***** MATERIAL FOR THIS EXERCISE

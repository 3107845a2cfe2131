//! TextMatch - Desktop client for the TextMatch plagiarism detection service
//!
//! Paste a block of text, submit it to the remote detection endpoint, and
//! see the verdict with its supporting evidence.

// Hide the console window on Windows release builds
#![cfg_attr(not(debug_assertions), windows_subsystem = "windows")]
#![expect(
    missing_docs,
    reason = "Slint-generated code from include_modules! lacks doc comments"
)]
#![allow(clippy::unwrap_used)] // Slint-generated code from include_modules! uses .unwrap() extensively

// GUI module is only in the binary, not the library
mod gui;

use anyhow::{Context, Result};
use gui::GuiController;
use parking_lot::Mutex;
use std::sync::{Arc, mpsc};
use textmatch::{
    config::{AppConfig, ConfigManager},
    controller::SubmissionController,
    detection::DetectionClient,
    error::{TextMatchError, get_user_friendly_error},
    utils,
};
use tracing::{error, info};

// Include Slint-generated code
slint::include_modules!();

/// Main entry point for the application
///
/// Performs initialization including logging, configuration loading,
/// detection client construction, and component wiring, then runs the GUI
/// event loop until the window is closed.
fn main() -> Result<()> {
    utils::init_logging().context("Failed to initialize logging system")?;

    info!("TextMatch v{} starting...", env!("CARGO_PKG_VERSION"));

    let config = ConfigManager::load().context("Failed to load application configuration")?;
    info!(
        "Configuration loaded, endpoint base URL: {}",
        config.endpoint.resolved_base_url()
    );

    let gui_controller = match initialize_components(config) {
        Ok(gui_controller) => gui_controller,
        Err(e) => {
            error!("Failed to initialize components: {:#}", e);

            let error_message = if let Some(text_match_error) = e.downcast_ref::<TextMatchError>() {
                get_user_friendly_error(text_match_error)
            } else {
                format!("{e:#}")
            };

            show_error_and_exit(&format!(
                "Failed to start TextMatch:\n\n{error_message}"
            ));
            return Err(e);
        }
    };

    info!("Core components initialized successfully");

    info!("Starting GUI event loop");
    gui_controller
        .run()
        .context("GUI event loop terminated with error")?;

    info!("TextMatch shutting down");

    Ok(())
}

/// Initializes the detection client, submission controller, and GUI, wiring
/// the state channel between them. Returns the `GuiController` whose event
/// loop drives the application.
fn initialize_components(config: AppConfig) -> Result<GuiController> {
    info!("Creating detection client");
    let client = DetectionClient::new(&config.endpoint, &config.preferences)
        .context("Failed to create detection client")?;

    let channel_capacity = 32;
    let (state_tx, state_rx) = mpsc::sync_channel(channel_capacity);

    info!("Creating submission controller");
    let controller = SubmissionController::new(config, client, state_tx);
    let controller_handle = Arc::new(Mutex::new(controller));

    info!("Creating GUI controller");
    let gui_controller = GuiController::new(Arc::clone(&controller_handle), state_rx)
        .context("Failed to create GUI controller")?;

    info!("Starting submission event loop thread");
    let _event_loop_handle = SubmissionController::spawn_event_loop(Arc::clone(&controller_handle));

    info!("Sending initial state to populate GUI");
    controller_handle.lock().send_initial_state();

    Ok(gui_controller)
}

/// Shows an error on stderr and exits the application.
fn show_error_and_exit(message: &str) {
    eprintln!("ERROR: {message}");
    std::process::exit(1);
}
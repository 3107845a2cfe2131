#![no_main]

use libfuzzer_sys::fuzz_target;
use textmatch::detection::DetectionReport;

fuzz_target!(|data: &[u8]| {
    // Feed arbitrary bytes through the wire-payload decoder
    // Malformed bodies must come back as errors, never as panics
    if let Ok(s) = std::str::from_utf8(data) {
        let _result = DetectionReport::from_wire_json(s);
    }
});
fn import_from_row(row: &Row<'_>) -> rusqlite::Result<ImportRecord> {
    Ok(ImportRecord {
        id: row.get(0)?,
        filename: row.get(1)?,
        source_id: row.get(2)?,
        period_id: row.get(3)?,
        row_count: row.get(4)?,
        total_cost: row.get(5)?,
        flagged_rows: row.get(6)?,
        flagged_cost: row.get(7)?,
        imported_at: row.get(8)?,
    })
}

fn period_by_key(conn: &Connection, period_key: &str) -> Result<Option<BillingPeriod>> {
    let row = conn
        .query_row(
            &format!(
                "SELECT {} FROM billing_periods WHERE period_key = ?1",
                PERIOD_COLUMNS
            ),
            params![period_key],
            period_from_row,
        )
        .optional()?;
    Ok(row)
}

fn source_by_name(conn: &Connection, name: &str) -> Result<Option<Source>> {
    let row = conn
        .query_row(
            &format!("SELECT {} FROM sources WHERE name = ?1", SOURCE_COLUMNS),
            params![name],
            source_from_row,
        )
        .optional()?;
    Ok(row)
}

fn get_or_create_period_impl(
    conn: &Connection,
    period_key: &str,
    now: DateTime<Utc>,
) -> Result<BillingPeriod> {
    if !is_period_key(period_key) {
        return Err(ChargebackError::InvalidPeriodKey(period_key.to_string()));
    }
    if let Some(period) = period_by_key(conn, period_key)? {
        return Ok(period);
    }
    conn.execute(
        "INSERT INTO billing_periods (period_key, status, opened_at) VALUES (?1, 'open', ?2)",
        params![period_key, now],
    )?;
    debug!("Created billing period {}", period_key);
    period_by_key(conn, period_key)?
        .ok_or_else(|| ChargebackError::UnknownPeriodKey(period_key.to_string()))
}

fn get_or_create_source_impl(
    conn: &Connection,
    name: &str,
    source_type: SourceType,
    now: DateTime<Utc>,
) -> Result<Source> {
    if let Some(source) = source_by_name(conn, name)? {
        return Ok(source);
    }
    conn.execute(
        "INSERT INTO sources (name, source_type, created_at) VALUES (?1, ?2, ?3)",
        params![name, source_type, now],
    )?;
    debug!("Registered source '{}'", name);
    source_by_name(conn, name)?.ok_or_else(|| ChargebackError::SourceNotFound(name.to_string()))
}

**********

Above are the entries; copy every line among them that contains the word "utils".

    utils,
    utils::init_logging().context("Failed to initialize logging system")?;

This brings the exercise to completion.